▸ **Aim of the task**
One number is the whole answer: the tally of lines in the records below that contain "types".
↓
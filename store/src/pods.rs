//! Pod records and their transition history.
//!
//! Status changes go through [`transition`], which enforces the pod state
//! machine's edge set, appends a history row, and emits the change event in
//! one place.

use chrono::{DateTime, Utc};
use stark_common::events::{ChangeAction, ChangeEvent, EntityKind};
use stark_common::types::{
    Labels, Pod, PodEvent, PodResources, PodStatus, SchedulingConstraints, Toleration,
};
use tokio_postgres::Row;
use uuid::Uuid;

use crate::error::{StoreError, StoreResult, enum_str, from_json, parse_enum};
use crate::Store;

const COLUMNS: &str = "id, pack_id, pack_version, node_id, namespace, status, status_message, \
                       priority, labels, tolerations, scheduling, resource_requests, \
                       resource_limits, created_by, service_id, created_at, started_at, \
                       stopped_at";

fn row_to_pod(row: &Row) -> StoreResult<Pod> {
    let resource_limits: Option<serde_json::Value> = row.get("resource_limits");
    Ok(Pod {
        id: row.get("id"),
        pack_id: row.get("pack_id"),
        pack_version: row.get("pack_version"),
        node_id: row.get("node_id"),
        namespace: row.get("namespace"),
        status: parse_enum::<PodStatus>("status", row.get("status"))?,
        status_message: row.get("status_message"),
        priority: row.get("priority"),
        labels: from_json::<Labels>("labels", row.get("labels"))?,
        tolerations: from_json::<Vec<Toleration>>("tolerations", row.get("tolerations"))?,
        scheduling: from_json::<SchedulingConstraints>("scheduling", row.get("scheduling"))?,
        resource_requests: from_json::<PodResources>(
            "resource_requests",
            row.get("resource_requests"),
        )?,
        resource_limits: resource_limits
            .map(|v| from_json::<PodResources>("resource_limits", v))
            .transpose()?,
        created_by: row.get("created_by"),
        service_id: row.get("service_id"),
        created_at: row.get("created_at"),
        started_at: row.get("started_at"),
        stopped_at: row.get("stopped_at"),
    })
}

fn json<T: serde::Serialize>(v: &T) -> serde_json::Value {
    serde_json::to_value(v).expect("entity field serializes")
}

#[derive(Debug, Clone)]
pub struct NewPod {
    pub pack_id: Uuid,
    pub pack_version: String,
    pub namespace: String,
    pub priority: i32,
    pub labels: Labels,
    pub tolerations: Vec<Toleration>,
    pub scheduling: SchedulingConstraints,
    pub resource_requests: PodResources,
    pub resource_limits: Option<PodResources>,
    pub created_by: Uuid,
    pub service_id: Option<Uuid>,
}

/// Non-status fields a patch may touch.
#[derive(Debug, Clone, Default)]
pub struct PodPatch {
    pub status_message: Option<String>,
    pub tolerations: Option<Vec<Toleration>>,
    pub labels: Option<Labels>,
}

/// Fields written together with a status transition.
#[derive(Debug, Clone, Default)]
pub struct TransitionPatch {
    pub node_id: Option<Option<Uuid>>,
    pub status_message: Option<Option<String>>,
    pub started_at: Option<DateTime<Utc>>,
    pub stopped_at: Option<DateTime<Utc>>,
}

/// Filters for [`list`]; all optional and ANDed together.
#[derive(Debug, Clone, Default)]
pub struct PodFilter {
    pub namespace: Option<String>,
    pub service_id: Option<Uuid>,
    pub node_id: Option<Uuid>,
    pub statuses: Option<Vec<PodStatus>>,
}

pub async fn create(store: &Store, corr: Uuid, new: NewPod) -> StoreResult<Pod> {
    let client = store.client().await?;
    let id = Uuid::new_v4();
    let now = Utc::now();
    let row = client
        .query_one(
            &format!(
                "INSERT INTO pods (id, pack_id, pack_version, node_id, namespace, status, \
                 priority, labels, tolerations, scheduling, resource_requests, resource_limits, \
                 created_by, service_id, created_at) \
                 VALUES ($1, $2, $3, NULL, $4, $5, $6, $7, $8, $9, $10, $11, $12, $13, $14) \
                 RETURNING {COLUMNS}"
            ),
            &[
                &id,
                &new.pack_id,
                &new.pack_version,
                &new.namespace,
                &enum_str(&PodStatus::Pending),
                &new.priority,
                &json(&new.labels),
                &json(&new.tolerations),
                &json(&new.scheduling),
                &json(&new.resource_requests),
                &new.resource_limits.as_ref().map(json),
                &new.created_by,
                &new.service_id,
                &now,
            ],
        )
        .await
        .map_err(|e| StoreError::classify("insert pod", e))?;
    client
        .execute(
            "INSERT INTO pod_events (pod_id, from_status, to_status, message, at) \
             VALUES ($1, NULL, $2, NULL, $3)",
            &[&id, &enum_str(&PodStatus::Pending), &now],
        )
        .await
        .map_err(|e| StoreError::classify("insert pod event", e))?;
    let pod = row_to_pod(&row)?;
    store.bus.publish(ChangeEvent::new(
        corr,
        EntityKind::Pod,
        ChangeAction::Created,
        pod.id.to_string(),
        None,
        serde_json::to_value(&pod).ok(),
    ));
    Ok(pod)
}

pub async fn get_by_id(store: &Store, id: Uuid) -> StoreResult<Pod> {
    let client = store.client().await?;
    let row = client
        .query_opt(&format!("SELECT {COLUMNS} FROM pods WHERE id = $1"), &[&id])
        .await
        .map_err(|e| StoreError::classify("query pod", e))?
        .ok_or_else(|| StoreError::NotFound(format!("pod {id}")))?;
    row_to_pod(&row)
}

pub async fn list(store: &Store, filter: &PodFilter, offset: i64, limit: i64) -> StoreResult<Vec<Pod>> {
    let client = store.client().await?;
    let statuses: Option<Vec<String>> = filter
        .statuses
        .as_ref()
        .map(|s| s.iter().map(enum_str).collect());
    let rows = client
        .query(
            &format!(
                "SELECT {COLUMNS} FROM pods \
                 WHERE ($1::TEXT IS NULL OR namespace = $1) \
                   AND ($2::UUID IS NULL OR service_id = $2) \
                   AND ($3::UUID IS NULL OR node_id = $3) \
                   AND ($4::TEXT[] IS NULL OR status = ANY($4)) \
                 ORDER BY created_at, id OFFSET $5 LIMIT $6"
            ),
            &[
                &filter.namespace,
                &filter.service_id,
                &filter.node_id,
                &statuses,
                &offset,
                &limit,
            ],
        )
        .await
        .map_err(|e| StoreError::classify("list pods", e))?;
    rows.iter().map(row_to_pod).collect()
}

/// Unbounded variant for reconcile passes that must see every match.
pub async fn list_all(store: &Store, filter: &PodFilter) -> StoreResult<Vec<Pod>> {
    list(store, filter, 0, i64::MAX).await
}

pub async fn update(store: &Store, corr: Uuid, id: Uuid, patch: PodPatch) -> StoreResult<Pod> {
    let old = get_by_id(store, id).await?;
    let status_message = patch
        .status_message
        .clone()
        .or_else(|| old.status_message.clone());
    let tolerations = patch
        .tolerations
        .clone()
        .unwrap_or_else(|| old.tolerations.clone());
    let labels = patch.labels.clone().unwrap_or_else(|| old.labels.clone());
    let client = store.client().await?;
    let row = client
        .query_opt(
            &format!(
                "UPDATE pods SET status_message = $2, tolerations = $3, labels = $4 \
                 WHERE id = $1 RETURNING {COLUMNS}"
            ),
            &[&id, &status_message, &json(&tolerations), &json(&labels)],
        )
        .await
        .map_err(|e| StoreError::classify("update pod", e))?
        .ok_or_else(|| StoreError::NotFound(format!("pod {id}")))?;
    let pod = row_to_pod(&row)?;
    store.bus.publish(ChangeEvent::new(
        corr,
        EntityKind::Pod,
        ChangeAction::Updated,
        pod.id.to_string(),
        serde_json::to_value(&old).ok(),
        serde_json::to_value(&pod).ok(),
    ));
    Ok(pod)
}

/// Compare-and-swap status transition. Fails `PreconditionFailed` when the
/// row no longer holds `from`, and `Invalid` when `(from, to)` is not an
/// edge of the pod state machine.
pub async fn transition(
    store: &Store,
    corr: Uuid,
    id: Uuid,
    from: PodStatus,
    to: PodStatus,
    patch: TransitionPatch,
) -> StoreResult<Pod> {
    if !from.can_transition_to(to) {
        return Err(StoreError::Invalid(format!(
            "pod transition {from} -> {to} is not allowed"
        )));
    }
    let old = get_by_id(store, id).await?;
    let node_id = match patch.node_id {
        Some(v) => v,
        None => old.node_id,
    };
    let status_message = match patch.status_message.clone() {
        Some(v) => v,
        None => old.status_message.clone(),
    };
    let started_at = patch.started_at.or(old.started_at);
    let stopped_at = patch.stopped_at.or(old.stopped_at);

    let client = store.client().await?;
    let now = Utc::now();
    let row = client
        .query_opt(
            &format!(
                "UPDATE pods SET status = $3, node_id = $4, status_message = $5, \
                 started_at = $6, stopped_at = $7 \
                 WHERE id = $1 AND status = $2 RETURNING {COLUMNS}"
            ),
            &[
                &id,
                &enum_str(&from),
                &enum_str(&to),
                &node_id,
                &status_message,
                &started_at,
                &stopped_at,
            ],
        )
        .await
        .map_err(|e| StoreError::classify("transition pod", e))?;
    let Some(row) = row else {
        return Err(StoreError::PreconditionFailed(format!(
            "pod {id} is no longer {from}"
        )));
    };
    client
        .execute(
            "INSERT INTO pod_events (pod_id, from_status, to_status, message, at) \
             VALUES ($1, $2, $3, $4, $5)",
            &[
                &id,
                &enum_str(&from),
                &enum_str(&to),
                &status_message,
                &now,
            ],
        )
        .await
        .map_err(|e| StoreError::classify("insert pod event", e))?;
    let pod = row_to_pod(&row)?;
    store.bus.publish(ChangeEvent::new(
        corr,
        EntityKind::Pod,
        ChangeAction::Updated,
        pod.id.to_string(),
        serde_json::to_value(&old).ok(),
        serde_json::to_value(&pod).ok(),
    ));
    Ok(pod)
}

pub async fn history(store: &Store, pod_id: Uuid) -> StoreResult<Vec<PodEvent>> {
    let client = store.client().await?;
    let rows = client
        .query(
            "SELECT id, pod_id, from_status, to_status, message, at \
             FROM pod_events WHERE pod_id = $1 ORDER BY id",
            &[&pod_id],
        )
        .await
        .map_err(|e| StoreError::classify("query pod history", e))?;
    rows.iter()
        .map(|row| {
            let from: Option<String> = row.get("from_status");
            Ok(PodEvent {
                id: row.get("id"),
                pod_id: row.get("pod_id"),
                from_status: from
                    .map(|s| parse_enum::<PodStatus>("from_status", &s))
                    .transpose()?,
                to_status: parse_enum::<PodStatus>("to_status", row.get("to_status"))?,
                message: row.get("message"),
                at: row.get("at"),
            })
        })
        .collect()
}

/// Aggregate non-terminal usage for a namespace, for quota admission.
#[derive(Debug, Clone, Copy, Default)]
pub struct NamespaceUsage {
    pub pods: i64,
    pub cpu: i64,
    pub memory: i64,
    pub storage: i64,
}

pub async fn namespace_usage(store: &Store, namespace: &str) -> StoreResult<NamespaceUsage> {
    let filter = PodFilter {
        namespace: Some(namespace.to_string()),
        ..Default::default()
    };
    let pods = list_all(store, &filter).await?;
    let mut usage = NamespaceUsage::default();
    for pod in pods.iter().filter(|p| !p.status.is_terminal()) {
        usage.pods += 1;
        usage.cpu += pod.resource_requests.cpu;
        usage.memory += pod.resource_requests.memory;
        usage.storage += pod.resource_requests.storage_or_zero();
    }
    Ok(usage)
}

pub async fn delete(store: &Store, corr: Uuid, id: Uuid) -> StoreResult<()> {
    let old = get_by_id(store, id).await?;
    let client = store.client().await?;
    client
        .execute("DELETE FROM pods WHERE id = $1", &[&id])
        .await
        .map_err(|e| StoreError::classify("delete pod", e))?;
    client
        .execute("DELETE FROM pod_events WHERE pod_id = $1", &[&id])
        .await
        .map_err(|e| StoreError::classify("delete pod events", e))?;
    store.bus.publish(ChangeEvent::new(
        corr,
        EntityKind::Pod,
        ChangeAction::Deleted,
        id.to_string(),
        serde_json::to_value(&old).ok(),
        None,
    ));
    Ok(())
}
↑
↓
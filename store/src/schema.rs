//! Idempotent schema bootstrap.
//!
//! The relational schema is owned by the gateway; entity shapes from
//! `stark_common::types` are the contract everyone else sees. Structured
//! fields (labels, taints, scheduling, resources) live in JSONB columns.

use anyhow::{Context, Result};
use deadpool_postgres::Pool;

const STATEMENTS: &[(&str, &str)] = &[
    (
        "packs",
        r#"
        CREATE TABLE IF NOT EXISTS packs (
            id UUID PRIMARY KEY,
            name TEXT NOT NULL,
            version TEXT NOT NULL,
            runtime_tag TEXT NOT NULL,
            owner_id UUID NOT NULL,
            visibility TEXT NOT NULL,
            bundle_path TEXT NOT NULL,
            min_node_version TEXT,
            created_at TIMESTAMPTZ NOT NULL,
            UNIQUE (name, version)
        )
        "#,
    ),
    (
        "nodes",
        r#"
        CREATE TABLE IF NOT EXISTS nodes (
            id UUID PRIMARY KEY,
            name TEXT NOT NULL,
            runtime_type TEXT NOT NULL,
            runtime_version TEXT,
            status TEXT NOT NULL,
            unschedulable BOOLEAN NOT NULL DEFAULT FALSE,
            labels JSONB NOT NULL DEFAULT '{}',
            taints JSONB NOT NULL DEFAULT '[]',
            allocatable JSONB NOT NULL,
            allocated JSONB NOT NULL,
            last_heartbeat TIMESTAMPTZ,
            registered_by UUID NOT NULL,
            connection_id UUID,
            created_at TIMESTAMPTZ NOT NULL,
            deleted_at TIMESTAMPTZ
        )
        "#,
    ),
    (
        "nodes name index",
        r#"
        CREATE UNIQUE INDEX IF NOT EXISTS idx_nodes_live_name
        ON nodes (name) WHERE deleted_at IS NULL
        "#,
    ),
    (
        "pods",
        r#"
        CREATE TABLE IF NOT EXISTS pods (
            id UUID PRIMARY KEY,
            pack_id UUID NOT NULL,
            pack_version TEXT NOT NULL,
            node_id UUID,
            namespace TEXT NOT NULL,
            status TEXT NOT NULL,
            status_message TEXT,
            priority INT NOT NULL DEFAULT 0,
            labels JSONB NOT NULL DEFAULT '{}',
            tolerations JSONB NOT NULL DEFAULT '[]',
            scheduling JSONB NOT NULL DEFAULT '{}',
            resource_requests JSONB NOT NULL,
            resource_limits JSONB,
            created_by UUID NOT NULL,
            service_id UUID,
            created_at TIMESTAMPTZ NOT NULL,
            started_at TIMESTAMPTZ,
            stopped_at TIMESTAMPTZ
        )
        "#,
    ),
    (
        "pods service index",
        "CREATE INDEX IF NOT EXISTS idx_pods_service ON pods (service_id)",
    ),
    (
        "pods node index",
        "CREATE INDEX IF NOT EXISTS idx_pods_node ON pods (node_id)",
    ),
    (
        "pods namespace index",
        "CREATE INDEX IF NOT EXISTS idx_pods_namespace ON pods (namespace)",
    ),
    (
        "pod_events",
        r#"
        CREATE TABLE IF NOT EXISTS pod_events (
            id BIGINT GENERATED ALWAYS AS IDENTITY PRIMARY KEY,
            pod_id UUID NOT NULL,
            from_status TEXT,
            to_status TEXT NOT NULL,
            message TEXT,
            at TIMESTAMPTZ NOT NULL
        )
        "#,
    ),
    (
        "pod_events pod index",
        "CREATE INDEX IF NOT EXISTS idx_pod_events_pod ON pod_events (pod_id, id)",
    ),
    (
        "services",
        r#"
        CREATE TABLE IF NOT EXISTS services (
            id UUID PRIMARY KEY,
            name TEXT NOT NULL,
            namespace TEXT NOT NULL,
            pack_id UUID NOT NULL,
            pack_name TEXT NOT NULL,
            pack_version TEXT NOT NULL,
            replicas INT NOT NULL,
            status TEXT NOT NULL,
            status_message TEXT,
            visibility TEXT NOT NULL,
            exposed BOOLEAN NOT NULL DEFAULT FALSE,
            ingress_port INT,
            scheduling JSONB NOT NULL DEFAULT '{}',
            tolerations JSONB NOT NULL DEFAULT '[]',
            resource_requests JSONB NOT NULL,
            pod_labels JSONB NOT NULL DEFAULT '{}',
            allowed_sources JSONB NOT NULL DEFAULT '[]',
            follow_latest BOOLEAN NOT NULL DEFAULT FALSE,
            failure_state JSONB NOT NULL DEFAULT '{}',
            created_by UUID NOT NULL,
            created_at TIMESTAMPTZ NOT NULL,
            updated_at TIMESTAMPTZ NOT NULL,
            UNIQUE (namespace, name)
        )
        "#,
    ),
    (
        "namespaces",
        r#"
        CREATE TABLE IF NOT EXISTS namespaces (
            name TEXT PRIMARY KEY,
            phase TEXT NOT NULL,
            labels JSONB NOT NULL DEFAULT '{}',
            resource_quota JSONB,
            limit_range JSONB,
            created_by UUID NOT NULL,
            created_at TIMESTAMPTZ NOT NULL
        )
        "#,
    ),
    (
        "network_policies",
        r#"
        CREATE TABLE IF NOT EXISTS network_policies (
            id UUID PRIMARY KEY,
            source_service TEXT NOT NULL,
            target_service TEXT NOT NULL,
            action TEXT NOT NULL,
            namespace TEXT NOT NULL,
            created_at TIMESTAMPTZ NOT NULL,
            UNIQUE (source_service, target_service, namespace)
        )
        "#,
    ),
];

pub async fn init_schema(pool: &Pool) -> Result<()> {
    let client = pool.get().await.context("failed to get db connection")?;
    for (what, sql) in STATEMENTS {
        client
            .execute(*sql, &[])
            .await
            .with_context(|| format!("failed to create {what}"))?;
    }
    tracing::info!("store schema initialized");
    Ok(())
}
↑
▸ **Solution**
2